First Name: Xiaomeng (Charlene)
Department Dept of Accounting and Corporate Governance
Supervisor(s): Associate Professor Sue Wright , Dr Hai Wu (ANU)
The Effect of Exploration Intensity on Analysts’ Forecasts
This study examines the relations between the intensity of reported exploration activity by mining and exploration companies and analysts’ private information search activities and their forecast accuracy. Under Australian accounting standards, firms can either record exploration expenditure as an expense as it is incurred, or as an exploration asset (i.e., exploration expenditure is capitalised). The accounting choice for exploration expenditure could have potential impact on analysts’ forecasts. It also examines the relations under the different accounting treatment for exploration expenditure.
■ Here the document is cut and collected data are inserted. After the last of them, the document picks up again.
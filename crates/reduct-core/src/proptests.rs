//! Property-based tests for the expression model and algebra.

#[cfg(test)]
mod tests {
    use proptest::prelude::*;

    use crate::{plus, times, Expression, Literal, Symbol};

    // Strategy for generating atoms
    fn atom() -> impl Strategy<Value = Expression> {
        prop_oneof![
            (-1000i64..1000i64).prop_map(Expression::from),
            any::<bool>().prop_map(Expression::from),
            "[a-z]{0,6}".prop_map(Expression::from),
            "[A-Z][a-z]{0,4}".prop_map(|name| Expression::symbol(&name)),
        ]
    }

    // Strategy for small trees mixing Plus chains with other heads
    fn expr() -> impl Strategy<Value = Expression> {
        atom().prop_recursive(3, 24, 4, |inner| {
            (
                prop_oneof![Just("Plus"), Just("Times"), Just("f")],
                prop::collection::vec(inner, 0..4),
            )
                .prop_map(|(head, args)| Expression::call(head, args))
        })
    }

    proptest! {
        #[test]
        fn plus_flattening_is_associative(a in expr(), b in expr(), c in expr()) {
            let left = plus(plus(a.clone(), b.clone()), c.clone());
            let right = plus(a, plus(b, c));
            prop_assert_eq!(left, right);
        }

        #[test]
        fn times_flattening_is_associative(a in expr(), b in expr(), c in expr()) {
            let left = times(times(a.clone(), b.clone()), c.clone());
            let right = times(a, times(b, c));
            prop_assert_eq!(left, right);
        }

        #[test]
        fn plus_of_non_plus_operands_is_binary(a in atom(), b in atom()) {
            let sum = plus(a.clone(), b.clone());
            prop_assert_eq!(sum.arguments(), &[a, b][..]);
        }

        #[test]
        fn symbol_equality_follows_names(x in "[a-z]{1,4}", y in "[a-z]{1,4}") {
            prop_assert_eq!(Symbol::new(&x) == Symbol::new(&y), x == y);
        }

        #[test]
        fn integer_ordering_is_native(a in any::<i64>(), b in any::<i64>()) {
            prop_assert_eq!(
                Literal::from(a).partial_cmp(&Literal::from(b)),
                Some(a.cmp(&b))
            );
        }

        #[test]
        fn structural_equality_is_reflexive_across_clones(e in expr()) {
            let copy = e.clone();
            prop_assert_eq!(&e, &copy);
            prop_assert_eq!(e.to_string(), copy.to_string());
        }
    }
}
This study examines whether greater intensity of exploration activity motivates analysts to acquire and process relatively more private information to meet investor demand and whether this affects the accuracy of analysts’ consensus forecast. It also examines whether the capitalisation of exploration expenditure can reduce uncertainty analysts have about the future economic outcomes of exploration investments, and improve the accuracy of their forecasts.
The study finds that the proportion of private information contained in analysts’ forecasts increases with the intensity of exploration activity. We also find that the accuracy of analysts’ consensus forecast improves with the intensity of exploration activity. The results are robust for firms choosing to capitalise their exploration expenditure.
Using the extractive industry as a specific setting, this study evaluates the role of analysts in moderating high information asymmetry exhibited in this industry. The findings are useful to investors and academics because it addresses how accounting matters when investing.